The Matplotlib library plots only data points; therefore, you should define the points you want to plot. The **x** and **y** arrays were already defined, so you can directly plot them, but you also need data points that will represent the straight line.

`fit_x = np.linspace(x.min() - 1, x.max() + 1, 100)`

The **linspace()** function conveniently generates a set of equally spaced values between two values. The ordinates can be easily calculated by exploiting the powerful NumPy arrays, which can be used in a formula as if they were ordinary numeric variables:

`fit_y = slope * fit_x + intercept`

The formula is applied element-by-element on the array; therefore, the result has the same number of entries in the initial array.

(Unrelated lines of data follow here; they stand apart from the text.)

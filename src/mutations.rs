//! Typosquatting mutation strategies.
//!
//! Every generator takes the domain split into `main` (everything before the final
//! label) and `suffix` (the final label) and returns full `"<mutated>.<suffix>"`
//! strings. Generators are pure; the aggregator unions and validates their output.

use std::collections::HashSet;

use crate::lists::{AuxLists, CharMap};
use crate::phonetic::metaphone;

const ALPHANUMERIC: &str = "abcdefghijklmnopqrstuvwxyz0123456789";
const LETTERS: &str = "abcdefghijklmnopqrstuvwxyz";

/// One squatting technique.
#[derive(Debug, Clone, Copy, PartialEq, Eq, Hash, PartialOrd, Ord)]
pub enum Strategy {
    PrefixSuffix,
    TldReplacement,
    KeyboardProximity,
    VisualSubstitution,
    RemovalInsertion,
    Transposition,
    SubdomainInsertion,
    HyphenDot,
    Soundsquatting,
    Bitsquatting,
}

impl Strategy {
    pub const ALL: [Strategy; 10] = [
        Strategy::PrefixSuffix,
        Strategy::TldReplacement,
        Strategy::KeyboardProximity,
        Strategy::VisualSubstitution,
        Strategy::RemovalInsertion,
        Strategy::Transposition,
        Strategy::SubdomainInsertion,
        Strategy::HyphenDot,
        Strategy::Soundsquatting,
        Strategy::Bitsquatting,
    ];

    pub fn name(self) -> &'static str {
        match self {
            Strategy::PrefixSuffix => "prefix-suffix",
            Strategy::TldReplacement => "tld-replacement",
            Strategy::KeyboardProximity => "keyboard-proximity",
            Strategy::VisualSubstitution => "visual-substitution",
            Strategy::RemovalInsertion => "removal-insertion",
            Strategy::Transposition => "transposition",
            Strategy::SubdomainInsertion => "subdomain-insertion",
            Strategy::HyphenDot => "hyphen-dot",
            Strategy::Soundsquatting => "soundsquatting",
            Strategy::Bitsquatting => "bitsquatting",
        }
    }

    pub fn generate(self, main: &str, suffix: &str, lists: &AuxLists) -> HashSet<String> {
        match self {
            Strategy::PrefixSuffix => generate_prefix_suffix(main, suffix, &lists.affixes),
            Strategy::TldReplacement => generate_tld_replacements(main, suffix, &lists.tlds),
            Strategy::KeyboardProximity => {
                generate_keyboard_proximity(main, suffix, &lists.keyboard)
            }
            Strategy::VisualSubstitution => {
                generate_visual_substitutions(main, suffix, &lists.similar_chars)
            }
            Strategy::RemovalInsertion => generate_removal_insertion(main, suffix),
            Strategy::Transposition => generate_transpositions(main, suffix),
            Strategy::SubdomainInsertion => {
                generate_subdomain_insertion(main, suffix, &lists.subdomains)
            }
            Strategy::HyphenDot => generate_hyphen_dot(main, suffix),
            Strategy::Soundsquatting => generate_soundsquatting(main, suffix),
            Strategy::Bitsquatting => generate_bitsquatting(main, suffix),
        }
    }
}

fn splice(chars: &[char], at: usize, remove: usize, insert: &str) -> String {
    let mut out: String = chars[..at].iter().collect();
    out.push_str(insert);
    out.extend(&chars[at + remove..]);
    out
}

fn deletions(chars: &[char]) -> impl Iterator<Item = String> + '_ {
    (0..chars.len()).map(move |i| splice(chars, i, 1, ""))
}

fn insertions<'a>(chars: &'a [char], alphabet: &'a str) -> impl Iterator<Item = String> + 'a {
    (0..=chars.len()).flat_map(move |i| {
        alphabet
            .chars()
            .map(move |ch| splice(chars, i, 0, ch.encode_utf8(&mut [0; 4])))
    })
}

fn substitutions<'a>(chars: &'a [char], alphabet: &'a str) -> impl Iterator<Item = String> + 'a {
    (0..chars.len()).flat_map(move |i| {
        alphabet
            .chars()
            .map(move |ch| splice(chars, i, 1, ch.encode_utf8(&mut [0; 4])))
    })
}

/// `t-main.suffix` and `main-t.suffix` for every token.
pub fn generate_prefix_suffix(main: &str, suffix: &str, affixes: &[String]) -> HashSet<String> {
    let mut variations = HashSet::new();
    for token in affixes {
        variations.insert(format!("{}-{}.{}", token, main, suffix));
        variations.insert(format!("{}-{}.{}", main, token, suffix));
    }
    variations
}

pub fn generate_tld_replacements(main: &str, suffix: &str, tlds: &[String]) -> HashSet<String> {
    tlds.iter()
        .filter(|tld| tld.as_str() != suffix)
        .map(|tld| format!("{}.{}", main, tld))
        .collect()
}

/// Substitution with, and insertion before/after, every adjacent key.
pub fn generate_keyboard_proximity(main: &str, suffix: &str, keyboard: &CharMap) -> HashSet<String> {
    let chars: Vec<char> = main.chars().collect();
    let mut variations = HashSet::new();

    for (i, ch) in chars.iter().enumerate() {
        let Some(adjacent) = keyboard.get(ch) else {
            continue;
        };
        for key in adjacent {
            variations.insert(format!("{}.{}", splice(&chars, i, 1, key), suffix));
            variations.insert(format!("{}.{}", splice(&chars, i, 0, key), suffix));
            variations.insert(format!("{}.{}", splice(&chars, i + 1, 0, key), suffix));
        }
    }

    variations
}

pub fn generate_visual_substitutions(main: &str, suffix: &str, similar: &CharMap) -> HashSet<String> {
    let chars: Vec<char> = main.chars().collect();
    let mut variations = HashSet::new();

    for (i, ch) in chars.iter().enumerate() {
        if let Some(lookalikes) = similar.get(ch) {
            for lookalike in lookalikes {
                variations.insert(format!("{}.{}", splice(&chars, i, 1, lookalike), suffix));
            }
        }
    }

    variations
}

/// Single-character omission plus alphanumeric insertion at every position.
pub fn generate_removal_insertion(main: &str, suffix: &str) -> HashSet<String> {
    let chars: Vec<char> = main.chars().collect();
    deletions(&chars)
        .chain(insertions(&chars, ALPHANUMERIC))
        .map(|label| format!("{}.{}", label, suffix))
        .collect()
}

pub fn generate_transpositions(main: &str, suffix: &str) -> HashSet<String> {
    let chars: Vec<char> = main.chars().collect();
    let mut variations = HashSet::new();

    for i in 0..chars.len().saturating_sub(1) {
        let mut swapped = chars.clone();
        swapped.swap(i, i + 1);
        let label: String = swapped.into_iter().collect();
        variations.insert(format!("{}.{}", label, suffix));
    }

    variations
}

pub fn generate_subdomain_insertion(main: &str, suffix: &str, subdomains: &[String]) -> HashSet<String> {
    subdomains
        .iter()
        .map(|sd| format!("{}.{}.{}", main, sd, suffix))
        .collect()
}

pub fn generate_hyphen_dot(main: &str, suffix: &str) -> HashSet<String> {
    let mut variations = HashSet::new();

    if main.contains('-') {
        variations.insert(format!("{}.{}", main.replace('-', ""), suffix));
        variations.insert(format!("{}.{}", main.replace('-', "."), suffix));
    }
    if main.contains('.') {
        variations.insert(format!("{}.{}", main.replace('.', "-"), suffix));
    }

    variations
}

/// Single-letter deletions, substitutions and insertions that keep the Metaphone key.
pub fn generate_soundsquatting(main: &str, suffix: &str) -> HashSet<String> {
    let chars: Vec<char> = main.chars().collect();
    let original_key = metaphone(main);

    deletions(&chars)
        .chain(substitutions(&chars, LETTERS))
        .chain(insertions(&chars, LETTERS))
        .filter(|label| label != main && metaphone(label) == original_key)
        .map(|label| format!("{}.{}", label, suffix))
        .collect()
}

/// One-bit flips of each character that stay within printable ASCII.
pub fn generate_bitsquatting(main: &str, suffix: &str) -> HashSet<String> {
    let chars: Vec<char> = main.chars().collect();
    let mut variations = HashSet::new();

    for (i, ch) in chars.iter().enumerate() {
        let code = *ch as u32;
        for bit in 0..8 {
            let flipped = code ^ (1 << bit);
            if !(32..=126).contains(&flipped) {
                continue;
            }
            if let Some(flipped_char) = char::from_u32(flipped) {
                let label = splice(&chars, i, 1, flipped_char.encode_utf8(&mut [0; 4]));
                variations.insert(format!("{}.{}", label.to_lowercase(), suffix));
            }
        }
    }

    variations
}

To create the plot, first, define a figure object that will contain all the graphics:

fig_width = 7 #inch

fig_height = fig_width / 16 * 9 #inch

fig_dpi = 100

fig = plt.figure(figsize = (fig_width, fig_height), dpi = fig_dpi)

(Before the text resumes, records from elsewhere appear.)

// Copyright (c) 2026 Amunchain
// Licensed under the Apache License, Version 2.0 (the "License");
// you may not use this file except in compliance with the License.
// You may obtain a copy of the License at
//     http://www.apache.org/licenses/LICENSE-2.0
// Unless required by applicable law or agreed to in writing, software
// distributed under the License is distributed on an "AS IS" BASIS,
// WITHOUT WARRANTIES OR CONDITIONS OF ANY KIND, either express or implied.
// See the License for the specific language governing permissions and
// limitations under the License.

#![forbid(unsafe_code)]

use meshdata::networking::authorization::{
    select_authorization_token_type, AuthorizationError, AuthorizationService, AuthorizationToken,
    AuthorizationTokenType::{EquiHash, HashCash},
    Feature,
};
use meshdata::networking::hash_cash::{
    calculate_difficulty, challenge, AuthorizedPayload, HashCashTokenService, NetworkLoad, ProofOfWork,
    MAX_DIFFICULTY,
};

#[test]
fn test_select_without_peer_features_uses_my_first() {
    assert_eq!(select_authorization_token_type(&[HashCash], &[]), HashCash);
    assert_eq!(select_authorization_token_type(&[EquiHash, HashCash], &[]), EquiHash);
}

#[test]
fn test_select_prefers_my_order() {
    assert_eq!(
        select_authorization_token_type(&[HashCash, EquiHash], &[Feature::AuthorizationEquiHash]),
        EquiHash
    );
    assert_eq!(
        select_authorization_token_type(
            &[HashCash, EquiHash],
            &[Feature::AuthorizationEquiHash, Feature::AuthorizationHashCash]
        ),
        HashCash
    );
    assert_eq!(
        select_authorization_token_type(
            &[EquiHash, HashCash],
            &[Feature::AuthorizationHashCash, Feature::AuthorizationEquiHash]
        ),
        EquiHash
    );
}

#[test]
fn test_select_falls_back_to_peer_scheme() {
    assert_eq!(
        select_authorization_token_type(
            &[HashCash],
            &[Feature::InventoryHashSetFilter, Feature::AuthorizationEquiHash]
        ),
        EquiHash
    );
    assert_eq!(
        select_authorization_token_type(&[EquiHash], &[Feature::InventoryMinerFilter]),
        EquiHash
    );
}

#[test]
#[should_panic]
fn test_select_with_empty_preference_panics() {
    let _ = select_authorization_token_type(&[], &[Feature::AuthorizationHashCash]);
}

#[test]
fn test_token_type_parses_from_toml_names() {
    #[derive(serde::Deserialize)]
    struct Doc {
        preferred: Vec<meshdata::networking::authorization::AuthorizationTokenType>,
    }
    let doc: Doc = toml::from_str(r#"preferred = ["equi_hash", "hash_cash"]"#).unwrap();
    assert_eq!(doc.preferred, vec![EquiHash, HashCash]);
}

#[test]
fn test_difficulty_bounds() {
    assert_eq!(calculate_difficulty(1.0, 1.0), MAX_DIFFICULTY);
    assert_eq!(calculate_difficulty(5.0, 3.0), MAX_DIFFICULTY);
    let low = calculate_difficulty(0.0, 0.0);
    assert!((low - MAX_DIFFICULTY * 0.02).abs() < 1e-6);
}

#[test]
fn test_mint_and_verify() {
    let pow = ProofOfWork::mint(b"payload", challenge("peer.onion:9999", 1), 2_000.0);
    assert!(pow.verify());

    let mut harder = pow.clone();
    harder.difficulty = MAX_DIFFICULTY * 1_000_000.0;
    assert!(!harder.verify());
}

#[test]
fn test_hash_cash_token_roundtrip_and_reuse() {
    let minter = HashCashTokenService::new();
    let verifier = HashCashTokenService::new();
    let payload = AuthorizedPayload { bytes: b"add-data", cost_factor: 0.01 };

    let token = minter.create_token(payload, 0.01, "me.onion:1000", 7);
    assert!(verifier.is_authorized(payload, &token, NetworkLoad::current(0.01), "conn-1", "me.onion:1000"));
    assert!(!verifier.is_authorized(payload, &token, NetworkLoad::current(0.01), "conn-1", "me.onion:1000"));

    // Counters are per connection.
    assert!(verifier.is_authorized(payload, &token, NetworkLoad::current(0.01), "conn-2", "me.onion:1000"));

    verifier.on_disconnect("conn-1");
    assert!(verifier.is_authorized(payload, &token, NetworkLoad::current(0.01), "conn-1", "me.onion:1000"));
}

#[test]
fn test_hash_cash_rejects_wrong_binding() {
    let svc = HashCashTokenService::new();
    let payload = AuthorizedPayload { bytes: b"add-data", cost_factor: 0.01 };
    let token = svc.create_token(payload, 0.01, "me.onion:1000", 1);

    let other_payload = AuthorizedPayload { bytes: b"something else", cost_factor: 0.01 };
    assert!(!svc.is_authorized(other_payload, &token, NetworkLoad::current(0.01), "c1", "me.onion:1000"));
    assert!(!svc.is_authorized(payload, &token, NetworkLoad::current(0.01), "c2", "someone.onion:1000"));
}

#[test]
fn test_hash_cash_difficulty_tolerance() {
    let svc = HashCashTokenService::new();
    let payload = AuthorizedPayload { bytes: b"cheap", cost_factor: 0.01 };

    // Minted against load 0.01 (~1311), expected 65536 at full load: outside the tolerance.
    let token = svc.create_token(payload, 0.01, "me:1", 1);
    assert!(!svc.is_authorized(payload, &token, NetworkLoad::current(1.0), "c1", "me:1"));

    // The previous load still matches.
    let token = svc.create_token(payload, 0.01, "me:1", 2);
    let load = NetworkLoad { current: 1.0, previous: Some(0.01) };
    assert!(svc.is_authorized(payload, &token, load, "c1", "me:1"));

    // Inside the tolerance of the current load.
    let token = svc.create_token(payload, 0.5, "me:1", 3);
    assert!(svc.is_authorized(payload, &token, NetworkLoad::current(1.0), "c1", "me:1"));
}

#[test]
fn test_service_dispatch() {
    let svc = AuthorizationService::new(vec![HashCash, EquiHash]);
    assert_eq!(svc.select_token_type(&[Feature::AuthorizationEquiHash]), EquiHash);

    let payload = AuthorizedPayload { bytes: b"msg", cost_factor: 0.01 };
    assert_eq!(
        svc.create_token(EquiHash, payload, 0.01, "peer:1", 1),
        Err(AuthorizationError::UnsupportedTokenType(EquiHash))
    );

    let token = svc.create_token(HashCash, payload, 0.01, "me:1", 1).unwrap();
    assert_eq!(token.token_type(), HashCash);
    assert!(svc.is_authorized(payload, &token, NetworkLoad::current(0.01), "c", "me:1"));

    let equi = AuthorizationToken::EquiHash { solution: vec![1, 2, 3], message_counter: 2 };
    assert!(!svc.is_authorized(payload, &equi, NetworkLoad::current(0.01), "c", "me:1"));
}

Several plots can be drawn on a figure; in Matplotlib, the plots are called axes. This example defines a single axis object to plot the data points:

ax = fig.add_subplot(111)

ax.plot(fit_x, fit_y, label = "Fit", linestyle = '-')

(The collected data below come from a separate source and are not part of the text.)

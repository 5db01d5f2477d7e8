#![forbid(unsafe_code)]

//! Core value types, configuration and ownership proofs.

pub mod config;
pub mod metadata;
pub mod security;
pub mod types;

ax.plot(x, y, label = "Data", marker = '.', linestyle = '')

ax.legend()

ax.set_xlim(min(x) - 1, max(x) + 1)

ax.set_ylim(min(y) - 1, max(y) + 1)

ax.set_xlabel('x')

ax.set_ylabel('y')

Save the figure to a PNG image file with:

`fig.savefig('fit_python.png')`

If you want to display (instead of saving) the plot, call:

`plt.show()`

This example references all the objects used in the plotting section: it defines the object **fig** and the object **ax**. This technicality is not necessary, as the **plt** object can be used directly to plot the datasets. The Matplotlib tutorial shows an interface such as:

`plt.plot(fit_x, fit_y)`

Frankly, I do not like this approach because it hides the non-trivial interactions that happen between the various objects. Unfortunately, sometimes the official examples are a bit confusing because they tend to use different approaches. Referencing graphical objects is not necessary in this simple example, but it becomes important in more complex ones (such as when embedding plots in GUIs).

### Results

The output on the command line is:

#### Anscombe's first set with Python ####

Slope: 0.500091

Intercept: 3.000091

Correlation coefficient: 0.816421

Here is the image Matplotlib generates.

## The GNU Octave way

The GNU Octave language is primarily intended for numerical computations. It offers a simple syntax for manipulating vectors and matrices and has some powerful plotting facilities. It is an interpreted language like Python. Since Octave's syntax is mostly compatible with MATLAB, it is often described as a free alternative to MATLAB. Octave is not listed among the most popular programming languages, but MATLAB is, so Octave is rather popular in a sense. MATLAB predates NumPy, and I have the feeling that it was inspired by the former. While you go through the example, you will see the analogies.

### Installation

The fitting_octave.m example only needs the basic Octave package, making the installation in Fedora rather simple:

`sudo dnf install octave`

### Commenting code

In Octave, you can add comments to code with the percent symbol (**%**), and you can also use **#** if MATLAB compatibility is not needed. The option to use **#** allows you to write the same special comment line from the Python example to execute the script directly on the command line.

### Necessary libraries

Everything used in this example is contained in the basic package, so you do not need to load any new libraries. If you need a library, the syntax is **pkg load module**. This command adds the module's functions to the list of available functions. In this regard, Python has more flexibility.

### Defining variables

Variables are defined with pretty much the same syntax as Python:

input_file_name = "anscombe.csv";

delimiter = "\t";

skip_header = 3;

column_x = 1;

column_y = 2;

Note that the end of the line has a semicolon; this is not necessary, but it suppresses the output of the results of the line. Without a semicolon, the interpreter would print the result of the expression:

octave:1> input_file_name = "anscombe.csv"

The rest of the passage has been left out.